**Activity:** Starting at the first line of the records below, transcribe each line exactly, ending with the line that contains "Frames per second".

BEGIN

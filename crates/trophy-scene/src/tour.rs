//! Headless playback of a tour, used by the CLI and tests.

use std::fmt;

use trophy_camera::{HeadlessSurface, InteractionKind};

use crate::scene::TrophyScene;

/// What started a motion during a simulated tour.
#[derive(Debug, Clone, Copy, PartialEq, Eq)]
pub enum Trigger {
    Start,
    Finished,
    Click,
}

impl fmt::Display for Trigger {
    fn fmt(&self, f: &mut fmt::Formatter<'_>) -> fmt::Result {
        let label = match self {
            Trigger::Start => "start",
            Trigger::Finished => "finished",
            Trigger::Click => "click",
        };
        f.write_str(label)
    }
}

/// One motion change in the log.
#[derive(Debug, Clone, PartialEq)]
pub struct TourEntry {
    pub time: f32,
    pub index: usize,
    pub clip: String,
    pub trigger: Trigger,
}

impl fmt::Display for TourEntry {
    fn fmt(&self, f: &mut fmt::Formatter<'_>) -> fmt::Result {
        write!(
            f,
            "{:>8.3}s  #{} {:<18} ({})",
            self.time, self.index, self.clip, self.trigger
        )
    }
}

#[derive(Debug, Clone)]
pub struct TourOptions {
    /// Simulated wall time in seconds
    pub seconds: f32,
    /// Frames per second
    pub fps: f32,
    /// Times at which a click lands, in seconds
    pub clicks: Vec<f32>,
}

impl Default for TourOptions {
    fn default() -> Self {
        Self {
            seconds: 30.0,
            fps: 60.0,
            clicks: Vec::new(),
        }
    }
}

/// Run the scene frame by frame and record every motion it starts.
///
/// The scene is disposed at the end.
pub fn run_tour(scene: &mut TrophyScene, options: &TourOptions) -> Vec<TourEntry> {
    let mut surface = HeadlessSurface::new();
    let mut log = Vec::new();

    scene.start(&mut surface);
    record(scene, 0.0, Trigger::Start, &mut log);

    let fps = if options.fps.is_finite() && options.fps > 0.0 {
        options.fps
    } else {
        60.0
    };
    let dt = 1.0 / fps;
    let frames = (options.seconds.max(0.0) * fps).round() as u64;

    let mut clicks: Vec<f32> = options.clicks.iter().copied().filter(|t| t.is_finite()).collect();
    clicks.sort_by(f32::total_cmp);
    let mut pending = clicks.into_iter().peekable();

    let mut seen = scene.sequencer().transitions();
    for frame in 1..=frames {
        let now = frame as f32 * dt;

        while let Some(&at) = pending.peek() {
            if at > now {
                break;
            }
            pending.next();
            if scene.interact(InteractionKind::Click) {
                seen = scene.sequencer().transitions();
                record(scene, now, Trigger::Click, &mut log);
            }
        }

        scene.tick(dt);
        let transitions = scene.sequencer().transitions();
        if transitions != seen {
            seen = transitions;
            record(scene, now, Trigger::Finished, &mut log);
        }
    }

    scene.dispose(&mut surface);
    log::debug!("Tour simulated {} frames, {} entries", frames, log.len());
    log
}

fn record(scene: &TrophyScene, time: f32, trigger: Trigger, log: &mut Vec<TourEntry>) {
    let sequencer = scene.sequencer();
    if let (Some(index), Some(clip)) = (sequencer.last_index(), sequencer.current_clip_name()) {
        log.push(TourEntry {
            time,
            index,
            clip: clip.to_string(),
            trigger,
        });
    }
}

#[cfg(test)]
mod tests {
    use super::*;
    use crate::config::SceneConfig;
    use trophy_camera::{Catalog, SelectionPolicy};

    fn scene(policy: SelectionPolicy) -> TrophyScene {
        let mut config = SceneConfig::default();
        config.sequencer.policy = policy;
        config.sequencer.seed = Some(11);
        TrophyScene::new(config, Catalog::reference())
    }

    #[test]
    fn test_round_robin_tour() {
        let mut scene = scene(SelectionPolicy::RoundRobin);
        let log = run_tour(
            &mut scene,
            &TourOptions {
                seconds: 13.0,
                fps: 30.0,
                clicks: vec![],
            },
        );

        let names: Vec<&str> = log.iter().map(|e| e.clip.as_str()).collect();
        assert_eq!(names, vec!["CircularOrbit", "SideSweep", "LowAngle"]);
        assert_eq!(log[0].trigger, Trigger::Start);
        assert_eq!(log[1].trigger, Trigger::Finished);
        assert!((log[1].time - 6.0).abs() < 0.1);
        assert!(!scene.is_running());
    }

    #[test]
    fn test_clicks_interrupt() {
        let mut scene = scene(SelectionPolicy::RoundRobin);
        let log = run_tour(
            &mut scene,
            &TourOptions {
                seconds: 2.0,
                fps: 60.0,
                clicks: vec![1.5, 0.5],
            },
        );

        let triggers: Vec<Trigger> = log.iter().map(|e| e.trigger).collect();
        assert_eq!(triggers, vec![Trigger::Start, Trigger::Click, Trigger::Click]);
        assert_eq!(log[1].index, 1);
        assert_eq!(log[2].index, 2);
        assert!(log[1].time < log[2].time);
    }

    #[test]
    fn test_shuffled_tour_never_repeats() {
        let mut scene = scene(SelectionPolicy::ShuffledPool);
        let log = run_tour(
            &mut scene,
            &TourOptions {
                seconds: 60.0,
                fps: 20.0,
                clicks: vec![1.0, 2.0, 3.0],
            },
        );

        assert!(log.len() >= 10);
        for pair in log.windows(2) {
            assert_ne!(pair[0].index, pair[1].index);
        }
    }

    #[test]
    fn test_entry_display() {
        let entry = TourEntry {
            time: 6.0,
            index: 1,
            clip: "SideSweep".to_string(),
            trigger: Trigger::Finished,
        };
        let text = entry.to_string();
        assert!(text.contains("SideSweep"));
        assert!(text.contains("(finished)"));
    }
}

END

**Answer section:**
filename crates/trophy-scene/src/tour.rs
//! Headless playback of a tour, used by the CLI and tests.

use std::fmt;

use trophy_camera::{HeadlessSurface, InteractionKind};

use crate::scene::TrophyScene;

/// What started a motion during a simulated tour.
#[derive(Debug, Clone, Copy, PartialEq, Eq)]
pub enum Trigger {
    Start,
    Finished,
    Click,
}

impl fmt::Display for Trigger {
    fn fmt(&self, f: &mut fmt::Formatter<'_>) -> fmt::Result {
        let label = match self {
            Trigger::Start => "start",
            Trigger::Finished => "finished",
            Trigger::Click => "click",
        };
        f.write_str(label)
    }
}

/// One motion change in the log.
#[derive(Debug, Clone, PartialEq)]
pub struct TourEntry {
    pub time: f32,
    pub index: usize,
    pub clip: String,
    pub trigger: Trigger,
}

impl fmt::Display for TourEntry {
    fn fmt(&self, f: &mut fmt::Formatter<'_>) -> fmt::Result {
        write!(
            f,
            "{:>8.3}s  #{} {:<18} ({})",
            self.time, self.index, self.clip, self.trigger
        )
    }
}

#[derive(Debug, Clone)]
pub struct TourOptions {
    /// Simulated wall time in seconds
    pub seconds: f32,
    /// Frames per second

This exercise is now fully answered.